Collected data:

########################################

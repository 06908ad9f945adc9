//! Column-level schema changes and their SQL.

use crate::config::OutputControl;
use colsift_schema::{Column, DataType, DefaultValue, Dialect};

/// A single column change.
///
/// `from` is the compared side's value and `to` the reference side's: a
/// change moves the compared schema towards the reference.
#[derive(Debug, Clone, PartialEq)]
pub enum Change {
    /// Add a new column.
    AddColumn(Column),
    /// Drop an existing column.
    DropColumn(String),
    /// Change a column's type.
    AlterColumnType {
        name: String,
        from: DataType,
        to: DataType,
        /// The whole column once every change to it is applied. MySQL
        /// restates it, since `MODIFY COLUMN` replaces the definition.
        definition: Column,
    },
    /// Change a column's nullability.
    AlterColumnNullable {
        name: String,
        from: bool,
        to: bool,
        /// See [`Change::AlterColumnType`].
        definition: Column,
    },
    /// Change a column's default value.
    AlterColumnDefault {
        name: String,
        from: Option<DefaultValue>,
        to: Option<DefaultValue>,
    },
}

impl Change {
    /// Generate the SQL statement for this change.
    pub fn to_sql(&self, table_name: &str, dialect: Dialect, control: &OutputControl) -> String {
        let table = control.table(dialect, table_name);
        let ident = |name: &str| control.ident(dialect, name);

        match self {
            Change::AddColumn(col) => {
                let not_null = if col.nullable { "" } else { " NOT NULL" };
                let default = col
                    .default
                    .as_ref()
                    .map(|d| format!(" DEFAULT {}", default_sql(d, dialect)))
                    .unwrap_or_default();
                format!(
                    "ALTER TABLE {} ADD COLUMN {} {}{}{};",
                    table,
                    ident(&col.name),
                    col.data_type,
                    not_null,
                    default
                )
            }
            Change::DropColumn(name) => {
                format!("ALTER TABLE {} DROP COLUMN {};", table, ident(name))
            }
            Change::AlterColumnType {
                name,
                to,
                definition,
                ..
            } => match dialect {
                Dialect::Postgres => format!(
                    "ALTER TABLE {} ALTER COLUMN {} TYPE {} USING {}::{};",
                    table,
                    ident(name),
                    to,
                    ident(name),
                    to
                ),
                Dialect::MySql => modify_column(&table, &ident(name), definition),
                Dialect::Sqlite => rebuild_required(&table, &ident(name)),
            },
            Change::AlterColumnNullable {
                name,
                to,
                definition,
                ..
            } => match dialect {
                Dialect::Postgres => {
                    let action = if *to { "DROP NOT NULL" } else { "SET NOT NULL" };
                    format!(
                        "ALTER TABLE {} ALTER COLUMN {} {};",
                        table,
                        ident(name),
                        action
                    )
                }
                Dialect::MySql => modify_column(&table, &ident(name), definition),
                Dialect::Sqlite => rebuild_required(&table, &ident(name)),
            },
            Change::AlterColumnDefault { name, to, .. } => {
                if dialect == Dialect::Sqlite {
                    return rebuild_required(&table, &ident(name));
                }
                match to {
                    Some(default) => format!(
                        "ALTER TABLE {} ALTER COLUMN {} SET DEFAULT {};",
                        table,
                        ident(name),
                        default_sql(default, dialect)
                    ),
                    None => format!(
                        "ALTER TABLE {} ALTER COLUMN {} DROP DEFAULT;",
                        table,
                        ident(name)
                    ),
                }
            }
        }
    }
}

/// MySQL only accepts expression defaults when parenthesized.
fn default_sql(default: &DefaultValue, dialect: Dialect) -> String {
    match (default, dialect) {
        (DefaultValue::Function(func), Dialect::MySql) => format!("({})", func),
        _ => default.to_sql(),
    }
}

/// `MODIFY COLUMN` with the complete definition; anything left out is reset.
fn modify_column(table: &str, column: &str, definition: &Column) -> String {
    let null = if definition.nullable { "NULL" } else { "NOT NULL" };
    let default = definition
        .default
        .as_ref()
        .map(|d| format!(" DEFAULT {}", default_sql(d, Dialect::MySql)))
        .unwrap_or_default();
    let auto_increment = if definition.auto_increment {
        " AUTO_INCREMENT"
    } else {
        ""
    };
    format!(
        "ALTER TABLE {} MODIFY COLUMN {} {} {}{}{};",
        table, column, definition.data_type, null, default, auto_increment
    )
}

fn rebuild_required(table: &str, column: &str) -> String {
    format!(
        "-- sqlite cannot alter column {} of {} in place; rebuild the table",
        column, table
    )
}

impl std::fmt::Display for Change {
    fn fmt(&self, f: &mut std::fmt::Formatter<'_>) -> std::fmt::Result {
        match self {
            Change::AddColumn(col) => {
                let nullable = if col.nullable { " (nullable)" } else { "" };
                write!(f, "+ {}: {}{}", col.name, col.data_type, nullable)
            }
            Change::DropColumn(name) => write!(f, "- {}", name),
            Change::AlterColumnType { name, from, to, .. } => {
                write!(f, "~ {}: {} -> {}", name, from, to)
            }
            Change::AlterColumnNullable { name, from, to, .. } => {
                let from_str = if *from { "nullable" } else { "not null" };
                let to_str = if *to { "nullable" } else { "not null" };
                write!(f, "~ {}: {} -> {}", name, from_str, to_str)
            }
            Change::AlterColumnDefault { name, from, to } => {
                let from_str = from
                    .as_ref()
                    .map(|d| d.to_string())
                    .unwrap_or_else(|| "(none)".to_string());
                let to_str = to
                    .as_ref()
                    .map(|d| d.to_string())
                    .unwrap_or_else(|| "(none)".to_string());
                write!(f, "~ {} default: {} -> {}", name, from_str, to_str)
            }
        }
    }
}

/// Changes for a single table.
#[derive(Debug, Clone, PartialEq)]
pub struct TableDiff {
    /// Table name.
    pub table: String,
    /// List of changes.
    pub changes: Vec<Change>,
}

impl TableDiff {
    pub fn is_empty(&self) -> bool {
        self.changes.is_empty()
    }

    /// Generate SQL statements for all changes, one per line.
    pub fn to_sql(&self, dialect: Dialect, control: &OutputControl) -> String {
        let mut sql = format!("-- Table: {}\n", self.table);
        for change in &self.changes {
            sql.push_str(&change.to_sql(&self.table, dialect, control));
            sql.push('\n');
        }
        sql
    }
}

impl std::fmt::Display for TableDiff {
    fn fmt(&self, f: &mut std::fmt::Formatter<'_>) -> std::fmt::Result {
        if self.is_empty() {
            return writeln!(f, "{}: no changes", self.table);
        }
        writeln!(f, "{}:", self.table)?;
        for change in &self.changes {
            writeln!(f, "  {}", change)?;
        }
        Ok(())
    }
}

########################################

» TASK STATEMENT:
Could the data above be set down exactly, in full?

» EXPECTED ANSWER:
repository 06908ad9f945adc9
//! Column-level schema changes and their SQL.

use crate::config::OutputControl;
use colsift_schema::{Column, DataType, DefaultValue, Dialect};

/// A single column change.
///
/// `from` is the compared side's value and `to` the reference side's: a
/// change moves the compared schema towards the reference.
#[derive(Debug, Clone, PartialEq)]
pub enum Change {
    /// Add a new column.
    AddColumn(Column),
    /// Drop an existing column.
    DropColumn(String),
    /// Change a column's type.
    AlterColumnType {
        name: String,
        from: DataType,
        to: DataType,
        /// The whole column once every change to it is applied. MySQL
        /// restates it, since `MODIFY COLUMN` replaces the definition.
        definition: Column,
    },
    /// Change a column's nullability.
    AlterColumnNullable {
        name: String,
        from: bool,
        to: bool,
        /// See [`Change::AlterColumnType`].
        definition: Column,
    },
    /// Change a column's default value.
    AlterColumnDefault {
        name: String,
        from: Option<DefaultValue>,
        to: Option<DefaultValue>,
    },
}

impl Change {
    /// Generate the SQL statement for this change.
    pub fn to_sql(&self, table_name: &str, dialect: Dialect, control: &OutputControl) -> String {
        let table = control.table(dialect, table_name);
        let ident = |name: &str| control.ident(dialect, name);

        match self {
            Change::AddColumn(col) => {
                let not_null = if col.nullable { "" } else { " NOT NULL" };
                let default = col
                    .default
                    .as_ref()
                    .map(|d| format!(" DEFAULT {}", default_sql(d, dialect)))
                    .unwrap_or_default();
                format!(
                    "ALTER TABLE {} ADD COLUMN {} {}{}{};",
                    table,
                    ident(&col.name),
                    col.data_type,
                    not_null,
                    default
                )
            }
            Change::DropColumn(name) => {
                format!("ALTER TABLE {} DROP COLUMN {};", table, ident(name))
            }
            Change::AlterColumnType {
                name,
                to,
                definition,
                ..
            } => match dialect {
                Dialect::Postgres => format!(
                    "ALTER TABLE {} ALTER COLUMN {} TYPE {} USING {}::{};",
                    table,
                    ident(name),
                    to,
                    ident(name),
                    to
                ),
                Dialect::MySql => modify_column(&table, &ident(name), definition),
                Dialect::Sqlite => rebuild_required(&table, &ident(name)),
            },
            Change::AlterColumnNullable {
                name,
                to,
                definition,
                ..
            } => match dialect {
                Dialect::Postgres => {
                    let action = if *to { "DROP NOT NULL" } else { "SET NOT NULL" };
                    format!(
                        "ALTER TABLE {} ALTER COLUMN {} {};",
                        table,
                        ident(name),
                        action
                    )
                }
                Dialect::MySql => modify_column(&table, &ident(name), definition),
                Dialect::Sqlite => rebuild_required(&table, &ident(name)),
            },
            Change::AlterColumnDefault { name, to, .. } => {
                if dialect == Dialect::Sqlite {
                    return rebuild_required(&table, &ident(name));
                }
                match to {
                    Some(default) => format!(
                        "ALTER TABLE {} ALTER COLUMN {} SET DEFAULT {};",
                        table,
                        ident(name),
                        default_sql(default, dialect)
                    ),
                    None => format!(
                        "ALTER TABLE {} ALTER COLUMN {} DROP DEFAULT;",
                        table,
                        ident(name)
                    ),
                }
            }
        }
    }
}

/// MySQL only accepts expression defaults when parenthesized.
fn default_sql(default: &DefaultValue, dialect: Dialect) -> String {
    match (default, dialect) {
        (DefaultValue::Function(func), Dialect::MySql) => format!("({})", func),
        _ => default.to_sql(),
    }
}

/// `MODIFY COLUMN` with the complete definition; anything left out is reset.
fn modify_column(table: &str, column: &str, definition: &Column) -> String {
    let null = if definition.nullable { "NULL" } else { "NOT NULL" };
    let default = definition
        .default
        .as_ref()
        .map(|d| format!(" DEFAULT {}", default_sql(d, Dialect::MySql)))
        .unwrap_or_default();
    let auto_increment = if definition.auto_increment {
        " AUTO_INCREMENT"
    } else {
        ""
    };
    format!(
        "ALTER TABLE {} MODIFY COLUMN {} {} {}{}{};",
        table, column, definition.data_type, null, default, auto_increment
    )
}

fn rebuild_required(table: &str, column: &str) -> String {
    format!(
        "-- sqlite cannot alter column {} of {} in place; rebuild the table",
        column, table
    )
}

impl std::fmt::Display for Change {
    fn fmt(&self, f: &mut std::fmt::Formatter<'_>) -> std::fmt::Result {
        match self {
            Change::AddColumn(col) => {
                let nullable = if col.nullable { " (nullable)" } else { "" };
                write!(f, "+ {}: {}{}", col.name, col.data_type, nullable)
            }
            Change::DropColumn(name) => write!(f, "- {}", name),
            Change::AlterColumnType { name, from, to, .. } => {
                write!(f, "~ {}: {} -> {}", name, from, to)
            }
            Change::AlterColumnNullable { name, from, to, .. } => {
                let from_str = if *from { "nullable" } else { "not null" };
                let to_str = if *to { "nullable" } else { "not null" };
                write!(f, "~ {}: {} -> {}", name, from_str, to_str)
            }
            Change::AlterColumnDefault { name, from, to } => {
                let from_str = from
                    .as_ref()
                    .map(|d| d.to_string())
                    .unwrap_or_else(|| "(none)".to_string());
                let to_str = to
                    .as_ref()
                    .map(|d| d.to_string())
                    .unwrap_or_else(|| "(none)".to_string());
                write!(f, "~ {} default: {} -> {}", name, from_str, to_str)
            }
        }
    }
}

/// Changes for a single table.
#[derive(Debug, Clone, PartialEq)]
pub struct TableDiff {
    /// Table name.
    pub table: String,
    /// List of changes.
    pub changes: Vec<Change>,
}

impl TableDiff {
    pub fn is_empty(&self) -> bool {
        self.changes.is_empty()
    }

    /// Generate SQL statements for all changes, one per line.
    pub fn to_sql(&self, dialect: Dialect, control: &OutputControl) -> String {
        let mut sql = format!("-- Table: {}\n", self.table);
        for change in &self.changes {
            sql.push_str(&change.to_sql(&self.table, dialect, control));
            sql.push('\n');
        }
        sql
    }
}

impl std::fmt::Display for TableDiff {
    fn fmt(&self, f: &mut std::fmt::Formatter<'_>) -> std::fmt::Result {
        if self.is_empty() {
            return writeln!(f, "{}: no changes", self.table);
        }
        writeln!(f, "{}:", self.table)?;
        for change in &self.changes {
            writeln!(f, "  {}", change)?;
        }
        Ok(())
    }
}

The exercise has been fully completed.